*** Data provided Section Begins ***

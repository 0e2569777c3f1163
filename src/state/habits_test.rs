use super::*;

// =============================================================
// Helpers
// =============================================================

fn habit(id: &str, streak: u32) -> Habit {
    Habit {
        id: id.to_owned(),
        name: format!("habit {id}"),
        description: String::new(),
        streak,
    }
}

fn loaded_state() -> HabitsState {
    let mut state = HabitsState::default();
    state.loaded(
        vec![habit("a", 1), habit("b", 6)],
        CurrentUser { points: 20, badges: vec!["Starter".to_owned()] },
    );
    state
}

// =============================================================
// Loading
// =============================================================

#[test]
fn default_state_is_loading_and_empty() {
    let state = HabitsState::default();
    assert!(state.loading);
    assert!(state.habits.is_empty());
    assert_eq!(state.points, 0);
    assert_eq!(state.error, None);
    assert!(!state.celebrating);
}

#[test]
fn loaded_takes_habits_and_scores() {
    let state = loaded_state();
    assert!(!state.loading);
    assert_eq!(state.habits.len(), 2);
    assert_eq!(state.points, 20);
    assert_eq!(state.badges, vec!["Starter".to_owned()]);
}

#[test]
fn load_failed_sets_generic_error() {
    let mut state = HabitsState::default();
    state.load_failed();
    assert!(!state.loading);
    assert_eq!(state.error.as_deref(), Some(LOAD_FAILED_MESSAGE));
}

// =============================================================
// Mutations
// =============================================================

#[test]
fn add_appends_habit() {
    let mut state = loaded_state();
    state.add(habit("c", 0));
    assert_eq!(state.habits.last().map(|h| h.id.as_str()), Some("c"));
}

#[test]
fn completion_replaces_matching_habit_only() {
    let mut state = loaded_state();
    state.apply_completion(Completion {
        habit: habit("b", 7),
        points: 30,
        badges: vec!["Starter".to_owned(), "Week Warrior".to_owned()],
    });
    assert_eq!(state.habits[0], habit("a", 1));
    assert_eq!(state.habits[1].streak, 7);
    assert_eq!(state.points, 30);
    assert_eq!(state.badges.len(), 2);
    assert!(state.celebrating);
}

#[test]
fn completion_for_unknown_habit_keeps_list() {
    let mut state = loaded_state();
    let before = state.habits.clone();
    state.apply_completion(Completion { habit: habit("zzz", 3), points: 25, badges: Vec::new() });
    assert_eq!(state.habits, before);
    assert_eq!(state.points, 25);
}

// =============================================================
// Streak progress
// =============================================================

#[test]
fn streak_progress_wraps_every_goal() {
    assert!(streak_progress(0).abs() < f64::EPSILON);
    assert!(streak_progress(7).abs() < f64::EPSILON);
    assert!((streak_progress(14)).abs() < f64::EPSILON);
}

#[test]
fn streak_progress_is_proportional() {
    assert!((streak_progress(1) - 100.0 / 7.0).abs() < 1e-9);
    assert!((streak_progress(6) - 600.0 / 7.0).abs() < 1e-9);
    assert!((streak_progress(10) - 300.0 / 7.0).abs() < 1e-9);
}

*** Data provided Section Ends ***

▶ _Work to be completed_: Return the full material exactly.

▶ _Response box_:
repository 0e2569777c3f1163
filename src/state/habits_test.rs
use super::*;

// =============================================================
// Helpers
// =============================================================

fn habit(id: &str, streak: u32) -> Habit {
    Habit {
        id: id.to_owned(),
        name: format!("habit {id}"),
        description: String::new(),
        streak,
    }
}

fn loaded_state() -> HabitsState {
    let mut state = HabitsState::default();
    state.loaded(
        vec![habit("a", 1), habit("b", 6)],
        CurrentUser { points: 20, badges: vec!["Starter".to_owned()] },
    );
    state
}

// =============================================================
// Loading
// =============================================================

#[test]
fn default_state_is_loading_and_empty() {
    let state = HabitsState::default();
    assert!(state.loading);
    assert!(state.habits.is_empty());
    assert_eq!(state.points, 0);
    assert_eq!(state.error, None);
    assert!(!state.celebrating);
}

#[test]
fn loaded_takes_habits_and_scores() {
    let state = loaded_state();
    assert!(!state.loading);
    assert_eq!(state.habits.len(), 2);
    assert_eq!(state.points, 20);
    assert_eq!(state.badges, vec!["Starter".to_owned()]);
}

#[test]
fn load_failed_sets_generic_error() {
    let mut state = HabitsState::default();
    state.load_failed();
    assert!(!state.loading);
    assert_eq!(state.error.as_deref(), Some(LOAD_FAILED_MESSAGE));
}

// =============================================================
// Mutations
// =============================================================

#[test]
fn add_appends_habit() {
    let mut state = loaded_state();
    state.add(habit("c", 0));
    assert_eq!(state.habits.last().map(|h| h.id.as_str()), Some("c"));
}

#[test]
fn completion_replaces_matching_habit_only() {
    let mut state = loaded_state();
    state.apply_completion(Completion {
        habit: habit("b", 7),
        points: 30,
        badges: vec!["Starter".to_owned(), "Week Warrior".to_owned()],
    });
    assert_eq!(state.habits[0], habit("a", 1));
    assert_eq!(state.habits[1].streak, 7);
    assert_eq!(state.points, 30);
    assert_eq!(state.badges.len(), 2);
    assert!(state.celebrating);
}

#[test]
fn completion_for_unknown_habit_keeps_list() {
    let mut state = loaded_state();
    let before = state.habits.clone();
    state.apply_completion(Completion { habit: habit("zzz", 3), points: 25, badges: Vec::new() });
    assert_eq!(state.habits, before);
    assert_eq!(state.points, 25);
}

// =============================================================
// Streak progress
// =============================================================

#[test]
fn streak_progress_wraps_every_goal() {
    assert!(streak_progress(0).abs() < f64::EPSILON);
    assert!(streak_progress(7).abs() < f64::EPSILON);
    assert!((streak_progress(14)).abs() < f64::EPSILON);
}

#[test]
fn streak_progress_is_proportional() {
    assert!((streak_progress(1) - 100.0 / 7.0).abs() < 1e-9);
    assert!((streak_progress(6) - 600.0 / 7.0).abs() < 1e-9);
    assert!((streak_progress(10) - 300.0 / 7.0).abs() < 1e-9);
}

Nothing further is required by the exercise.